Mes voeux pour 2026

Je ne peux pas commencer cette newsletter sans vous souhaiter mes vœux de bonne année.
Chaque année, j’y consacre une bonne partie de mon mois de janvier, sous différentes formes : textos, vocaux, cartes de vœux… Pour moi, janvier est le mois pour nourrir le lien.

C’est d’ailleurs le thème que j’ai décidé de donner à mon année 2026.
Parce que c’est l’une des choses qui m’animent le plus dans ma vie et parce que j’ai envie d’y porter une attention particulière cette année, pour une raison que je vous partagerai probablement plus tard.

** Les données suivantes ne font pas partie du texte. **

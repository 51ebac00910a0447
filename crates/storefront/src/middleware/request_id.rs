//! Request ID middleware for request tracing and correlation.
//!
//! An upstream `x-request-id` is reused when it is short printable ASCII;
//! anything else is replaced with a fresh UUID v4. The ID is recorded on the
//! tracing span, tagged on the Sentry scope, stored as a [`RequestId`]
//! extension for handlers, and echoed on the response.

use axum::{extract::Request, http::HeaderValue, middleware::Next, response::Response};
use tracing::Span;
use uuid::Uuid;

/// The HTTP header name for request IDs.
pub const REQUEST_ID_HEADER: &str = "x-request-id";

const MAX_UPSTREAM_ID_LEN: usize = 128;

/// Request ID available to handlers via `Extension<RequestId>`.
#[derive(Debug, Clone, PartialEq, Eq)]
pub struct RequestId(pub String);

impl std::fmt::Display for RequestId {
    fn fmt(&self, f: &mut std::fmt::Formatter<'_>) -> std::fmt::Result {
        f.write_str(&self.0)
    }
}

fn accept_upstream(value: &str) -> bool {
    !value.is_empty()
        && value.len() <= MAX_UPSTREAM_ID_LEN
        && value.bytes().all(|b| b.is_ascii_graphic())
}

/// Middleware that ensures every request carries a request ID.
pub async fn request_id_middleware(mut request: Request, next: Next) -> Response {
    let request_id = request
        .headers()
        .get(REQUEST_ID_HEADER)
        .and_then(|h| h.to_str().ok())
        .filter(|v| accept_upstream(v))
        .map_or_else(|| Uuid::new_v4().to_string(), String::from);

    Span::current().record("request_id", request_id.as_str());
    sentry::configure_scope(|scope| {
        scope.set_tag("request_id", &request_id);
    });

    request
        .extensions_mut()
        .insert(RequestId(request_id.clone()));

    let mut response = next.run(request).await;

    if let Ok(value) = HeaderValue::from_str(&request_id) {
        response.headers_mut().insert(REQUEST_ID_HEADER, value);
    }

    response
}

#[cfg(test)]
mod tests {
    use super::*;

    #[test]
    fn test_accept_upstream() {
        assert!(accept_upstream("cf-1234-abcd"));
        assert!(!accept_upstream(""));
        assert!(!accept_upstream("has space"));
        assert!(!accept_upstream(&"a".repeat(MAX_UPSTREAM_ID_LEN + 1)));
    }
}
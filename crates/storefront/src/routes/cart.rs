//! Cart route handlers.
//!
//! Each request copies the session's cart slot into a [`MemoryStore`], runs
//! one [`CartStore`] operation on it, and writes the slot back. Responses are
//! the cart as it stands afterwards.

use axum::Json;
use pawcare_core::{ItemId, Price, format_amount};
use serde::{Deserialize, Serialize};
use tower_sessions::Session;
use tracing::instrument;

use crate::cart::{CartError, CartItem, CartProduct, CartStore, MemoryStore};
use crate::error::{Result, add_breadcrumb};
use crate::models::session::{load_cart_slot, save_cart_slot};

/// Cart display data.
#[derive(Debug, Clone, Serialize)]
#[serde(rename_all = "camelCase")]
pub struct CartView {
    pub items: Vec<CartItem>,
    pub total: Price,
    /// `total` formatted as `$x.xx`.
    pub subtotal: String,
    pub item_count: u32,
}

impl CartView {
    /// Create an empty cart.
    #[must_use]
    pub fn empty() -> Self {
        Self {
            items: Vec::new(),
            total: Price::ZERO,
            subtotal: format_amount(Price::ZERO.amount()),
            item_count: 0,
        }
    }
}

impl From<&CartStore<MemoryStore>> for CartView {
    fn from(cart: &CartStore<MemoryStore>) -> Self {
        let total = cart.total();
        Self {
            items: cart.items().to_vec(),
            // Line totals of non-negative prices are never negative
            total: Price::new(total).unwrap_or(Price::ZERO),
            subtotal: format_amount(total),
            item_count: cart.item_count(),
        }
    }
}

// =============================================================================
// Session Helpers
// =============================================================================

/// Open the session's cart read-only.
async fn read_cart(session: &Session) -> Result<CartStore<MemoryStore>> {
    Ok(CartStore::open(load_cart_slot(session).await?))
}

/// Run one cart operation against the session's cart and save the result.
async fn mutate_cart<F>(session: &Session, op: F) -> Result<CartView>
where
    F: FnOnce(&mut CartStore<MemoryStore>) -> std::result::Result<(), CartError>,
{
    let slot = load_cart_slot(session).await?;
    let mut cart = CartStore::open(slot.clone());
    op(&mut cart)?;
    save_cart_slot(session, &slot).await?;
    Ok(CartView::from(&cart))
}

const fn default_quantity() -> u32 {
    1
}

/// Add to cart request body.
#[derive(Debug, Deserialize)]
pub struct AddToCartRequest {
    pub product: CartProduct,
    #[serde(default = "default_quantity")]
    pub quantity: u32,
}

/// Body naming a single cart line.
#[derive(Debug, Deserialize)]
pub struct LineRequest {
    pub id: ItemId,
}

/// Update cart request body. Zero or negative removes the line.
#[derive(Debug, Deserialize)]
pub struct UpdateCartRequest {
    pub id: ItemId,
    pub quantity: i64,
}

/// Cart count badge.
#[derive(Debug, Serialize)]
pub struct CartCount {
    pub count: u32,
}

/// Display the cart.
#[instrument(skip_all)]
pub async fn show(session: Session) -> Result<Json<CartView>> {
    let cart = read_cart(&session).await?;
    Ok(Json(CartView::from(&cart)))
}

/// Total number of units in the cart.
#[instrument(skip_all)]
pub async fn count(session: Session) -> Result<Json<CartCount>> {
    let cart = read_cart(&session).await?;
    Ok(Json(CartCount {
        count: cart.item_count(),
    }))
}

/// Add a product to the cart.
#[instrument(skip_all)]
pub async fn add(
    session: Session,
    Json(request): Json<AddToCartRequest>,
) -> Result<Json<CartView>> {
    let view = mutate_cart(&session, |cart| {
        cart.add_item(&request.product, request.quantity)
    })
    .await?;

    if let Some(id) = request.product.resolve_id() {
        add_breadcrumb("cart", "Added item", &[("item_id", id.as_str())]);
    }
    Ok(Json(view))
}

/// Take one unit of a line away.
#[instrument(skip_all)]
pub async fn subtract(
    session: Session,
    Json(request): Json<LineRequest>,
) -> Result<Json<CartView>> {
    let view = mutate_cart(&session, |cart| cart.subtract_item(&request.id)).await?;
    Ok(Json(view))
}

/// Remove a line.
#[instrument(skip_all)]
pub async fn remove(
    session: Session,
    Json(request): Json<LineRequest>,
) -> Result<Json<CartView>> {
    let view = mutate_cart(&session, |cart| cart.remove_item(&request.id)).await?;
    add_breadcrumb("cart", "Removed item", &[("item_id", request.id.as_str())]);
    Ok(Json(view))
}

/// Set a line's quantity.
#[instrument(skip_all)]
pub async fn update(
    session: Session,
    Json(request): Json<UpdateCartRequest>,
) -> Result<Json<CartView>> {
    let view = mutate_cart(&session, |cart| {
        cart.update_quantity(&request.id, request.quantity)
    })
    .await?;
    Ok(Json(view))
}

/// Empty the cart.
#[instrument(skip_all)]
pub async fn clear(session: Session) -> Result<Json<CartView>> {
    mutate_cart(&session, CartStore::<MemoryStore>::clear).await?;
    Ok(Json(CartView::empty()))
}

#[cfg(test)]
#[allow(clippy::unwrap_used)]
mod tests {
    use super::*;

    #[test]
    fn test_cart_view_from_store() {
        let mut cart = CartStore::open(MemoryStore::new());
        cart.add_item(
            &CartProduct::new("p1", "Kibble", Price::from_cents(1250).unwrap()),
            3,
        )
        .unwrap();

        let view = CartView::from(&cart);
        assert_eq!(view.item_count, 3);
        assert_eq!(view.subtotal, "$37.50");

        let json = serde_json::to_value(&view).unwrap();
        assert_eq!(json["itemCount"], 3);
        assert_eq!(json["total"], 37.5);
    }

    #[test]
    fn test_empty_view() {
        let view = CartView::empty();
        assert!(view.items.is_empty());
        assert_eq!(view.subtotal, "$0.00");
    }

    #[test]
    fn test_add_request_defaults_quantity() {
        let request: AddToCartRequest =
            serde_json::from_str(r#"{"product":{"_id":"p1","name":"Kibble","price":"4.50"}}"#)
                .unwrap();
        assert_eq!(request.quantity, 1);
        assert_eq!(request.product.resolve_id().unwrap().as_str(), "p1");
    }
}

Cela fait plusieurs années que je m’attriste de la perte de la tradition des vœux. J’en avais déjà parlé ici, je ne vais pas me répéter, mais j’ai constaté que cette année c’était encore plus marqué.
J’y vois (encore) un signal de notre époque : une société individualiste, toujours en manque de temps, au point de sacrifier le lien aux autres, l’attention sincère et gratuite, le « tiens, que devient untel ? Si je prenais de ses nouvelles ? ».

Si je retiens quelque chose de mon année 2025, c’est la volonté d’incarner la personne que j’ai envie d’être. Quelqu’un qui prend ce temps justement pour nourrir le lien. C’est d’ailleurs pour cela que, sur ce mois de janvier, je n’ai pas réussi à me remettre dans mon podcast, dans la « production » de contenu. Le mois s’est rempli de ces échanges et correspondances.

Ce que j’aimerais vous souhaiter cette année, c’est justement cela : nourrir le lien. Se rappeler que nous ne sommes rien sans les autres. Que sans la prise en compte de l’autre, le monde ne peut pas aller mieux : quand je suis centrée sur mon petit bonheur et mon confort de vie, j’oublie parfois qu’ils peuvent se construire aux dépens des autres ou du vivant.

Je vous souhaite de la conscience dans vos choix et vos actions du quotidien. De l’esprit critique et de la remise en question. Si je fais ce que j’ai toujours fait, j’obtiens ce que j’ai toujours obtenu. Alors, qu’est-ce que je peux changer, à ma petite échelle ?

Et enfin, je vous souhaite d’expérimenter. Non pas pour cocher des cases, mais pour que chaque expérience de vie vous transforme, vous déplace, vous ouvre. Je crois que j’ai le plus appris à travers mes changements de vie : devenir mère, changer de métier… Il y a des tas de choses que je n’aurais pas comprises sans les vivre. Changer de perspective élargit notre regard et chaque expérience vient enrichir notre manière d’habiter le monde.

Voilà ce que je nous souhaite pour 2026.